___ Information shown ___

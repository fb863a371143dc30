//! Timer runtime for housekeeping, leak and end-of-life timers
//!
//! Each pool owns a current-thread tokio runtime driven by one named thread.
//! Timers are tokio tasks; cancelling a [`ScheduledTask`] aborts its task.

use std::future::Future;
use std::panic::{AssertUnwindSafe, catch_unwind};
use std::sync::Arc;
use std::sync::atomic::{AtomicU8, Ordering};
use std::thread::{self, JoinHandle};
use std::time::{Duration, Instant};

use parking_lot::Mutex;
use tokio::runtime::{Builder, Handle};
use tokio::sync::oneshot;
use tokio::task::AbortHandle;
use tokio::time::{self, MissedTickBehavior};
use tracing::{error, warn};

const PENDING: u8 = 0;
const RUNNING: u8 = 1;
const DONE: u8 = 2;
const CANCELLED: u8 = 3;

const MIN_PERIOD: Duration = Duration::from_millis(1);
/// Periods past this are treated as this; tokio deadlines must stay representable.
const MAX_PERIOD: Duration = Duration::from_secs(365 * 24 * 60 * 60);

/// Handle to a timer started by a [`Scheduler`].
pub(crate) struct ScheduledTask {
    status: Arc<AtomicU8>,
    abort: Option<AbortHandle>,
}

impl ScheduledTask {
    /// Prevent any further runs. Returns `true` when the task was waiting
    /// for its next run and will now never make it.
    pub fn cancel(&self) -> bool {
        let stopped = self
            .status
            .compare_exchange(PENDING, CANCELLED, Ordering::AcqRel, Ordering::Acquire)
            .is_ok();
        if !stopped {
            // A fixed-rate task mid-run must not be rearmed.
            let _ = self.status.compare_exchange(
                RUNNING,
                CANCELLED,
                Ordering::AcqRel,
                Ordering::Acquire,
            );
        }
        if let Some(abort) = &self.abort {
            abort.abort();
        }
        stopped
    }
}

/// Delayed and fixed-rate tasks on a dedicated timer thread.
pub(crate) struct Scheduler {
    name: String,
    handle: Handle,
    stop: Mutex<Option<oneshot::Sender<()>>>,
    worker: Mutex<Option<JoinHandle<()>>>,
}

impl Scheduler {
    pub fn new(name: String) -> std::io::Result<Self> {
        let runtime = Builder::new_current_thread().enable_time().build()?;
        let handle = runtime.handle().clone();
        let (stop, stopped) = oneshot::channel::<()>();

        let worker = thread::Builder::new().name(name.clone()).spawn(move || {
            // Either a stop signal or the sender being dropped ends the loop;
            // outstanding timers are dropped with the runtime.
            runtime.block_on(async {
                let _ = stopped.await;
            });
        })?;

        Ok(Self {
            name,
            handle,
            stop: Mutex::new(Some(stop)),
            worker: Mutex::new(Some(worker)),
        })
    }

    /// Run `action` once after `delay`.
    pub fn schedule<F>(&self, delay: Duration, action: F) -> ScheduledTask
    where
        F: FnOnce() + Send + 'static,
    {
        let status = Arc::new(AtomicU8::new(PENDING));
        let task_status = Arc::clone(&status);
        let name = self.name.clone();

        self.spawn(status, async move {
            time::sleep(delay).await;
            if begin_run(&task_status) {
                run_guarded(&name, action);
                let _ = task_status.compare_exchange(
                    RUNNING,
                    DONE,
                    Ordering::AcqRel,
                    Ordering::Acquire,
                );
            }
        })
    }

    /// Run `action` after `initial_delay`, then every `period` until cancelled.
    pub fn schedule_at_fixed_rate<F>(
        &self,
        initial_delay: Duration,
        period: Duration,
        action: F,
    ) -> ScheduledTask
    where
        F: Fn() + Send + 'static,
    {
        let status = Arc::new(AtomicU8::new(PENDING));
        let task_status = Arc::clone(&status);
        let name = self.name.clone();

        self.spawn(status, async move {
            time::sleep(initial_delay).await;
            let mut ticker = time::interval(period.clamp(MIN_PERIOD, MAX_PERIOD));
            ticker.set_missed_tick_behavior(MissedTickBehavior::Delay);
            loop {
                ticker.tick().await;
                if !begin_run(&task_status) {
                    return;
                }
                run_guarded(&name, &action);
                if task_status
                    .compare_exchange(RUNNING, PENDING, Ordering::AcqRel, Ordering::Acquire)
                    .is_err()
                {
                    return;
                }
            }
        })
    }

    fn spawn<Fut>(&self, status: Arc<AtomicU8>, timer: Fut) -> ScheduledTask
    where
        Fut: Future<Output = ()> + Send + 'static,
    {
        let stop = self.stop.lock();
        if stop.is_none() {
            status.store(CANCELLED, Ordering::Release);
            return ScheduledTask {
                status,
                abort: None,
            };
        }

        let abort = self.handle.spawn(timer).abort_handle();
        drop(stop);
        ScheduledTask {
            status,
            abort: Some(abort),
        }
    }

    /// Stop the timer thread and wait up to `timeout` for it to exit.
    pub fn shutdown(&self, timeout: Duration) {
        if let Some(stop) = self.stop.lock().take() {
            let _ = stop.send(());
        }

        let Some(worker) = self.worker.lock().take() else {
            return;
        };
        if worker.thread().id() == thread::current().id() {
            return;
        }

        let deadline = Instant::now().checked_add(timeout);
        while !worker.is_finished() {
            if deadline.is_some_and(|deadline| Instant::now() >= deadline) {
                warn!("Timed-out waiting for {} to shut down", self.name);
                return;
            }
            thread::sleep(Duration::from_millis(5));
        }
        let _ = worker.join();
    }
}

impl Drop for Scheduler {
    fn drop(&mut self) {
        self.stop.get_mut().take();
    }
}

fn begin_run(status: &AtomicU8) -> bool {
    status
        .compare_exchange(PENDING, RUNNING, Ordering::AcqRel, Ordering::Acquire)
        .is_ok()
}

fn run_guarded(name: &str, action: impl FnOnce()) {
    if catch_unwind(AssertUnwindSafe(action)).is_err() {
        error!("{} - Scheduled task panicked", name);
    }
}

___
___ Information shown ___

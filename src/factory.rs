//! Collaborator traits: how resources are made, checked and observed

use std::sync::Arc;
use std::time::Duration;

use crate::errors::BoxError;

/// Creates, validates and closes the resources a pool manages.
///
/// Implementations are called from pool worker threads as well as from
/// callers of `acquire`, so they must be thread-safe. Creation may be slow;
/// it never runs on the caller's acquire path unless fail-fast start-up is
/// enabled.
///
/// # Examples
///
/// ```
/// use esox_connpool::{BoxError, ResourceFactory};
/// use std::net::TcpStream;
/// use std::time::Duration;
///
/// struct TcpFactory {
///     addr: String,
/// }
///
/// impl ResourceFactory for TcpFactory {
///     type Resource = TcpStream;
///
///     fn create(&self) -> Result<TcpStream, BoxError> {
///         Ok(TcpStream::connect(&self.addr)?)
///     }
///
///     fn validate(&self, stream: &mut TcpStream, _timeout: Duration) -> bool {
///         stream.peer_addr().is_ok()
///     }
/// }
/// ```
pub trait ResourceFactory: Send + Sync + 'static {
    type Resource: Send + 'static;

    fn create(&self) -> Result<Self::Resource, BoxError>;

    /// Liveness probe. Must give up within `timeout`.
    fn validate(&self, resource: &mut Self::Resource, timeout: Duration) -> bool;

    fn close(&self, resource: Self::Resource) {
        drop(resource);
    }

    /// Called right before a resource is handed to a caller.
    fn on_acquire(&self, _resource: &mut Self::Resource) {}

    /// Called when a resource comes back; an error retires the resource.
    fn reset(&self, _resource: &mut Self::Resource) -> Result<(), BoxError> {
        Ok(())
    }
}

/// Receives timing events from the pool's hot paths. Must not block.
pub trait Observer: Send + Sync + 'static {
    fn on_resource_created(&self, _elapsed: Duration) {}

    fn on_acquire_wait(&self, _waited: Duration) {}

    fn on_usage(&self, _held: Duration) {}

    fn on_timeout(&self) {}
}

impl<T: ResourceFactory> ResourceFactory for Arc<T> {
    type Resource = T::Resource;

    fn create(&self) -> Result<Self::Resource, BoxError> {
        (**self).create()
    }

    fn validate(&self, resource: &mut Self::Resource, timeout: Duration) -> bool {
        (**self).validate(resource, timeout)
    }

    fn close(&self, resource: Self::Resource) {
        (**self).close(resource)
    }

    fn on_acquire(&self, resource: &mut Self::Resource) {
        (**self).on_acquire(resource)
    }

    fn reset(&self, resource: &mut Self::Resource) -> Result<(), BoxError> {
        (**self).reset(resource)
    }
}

___

[Aim of the task] Your task is to show every line of the listing above containing "runs".

[Solution]
    /// Prevent any further runs. Returns `true` when the task was waiting
/// it never runs on the caller's acquire path unless fail-fast start-up is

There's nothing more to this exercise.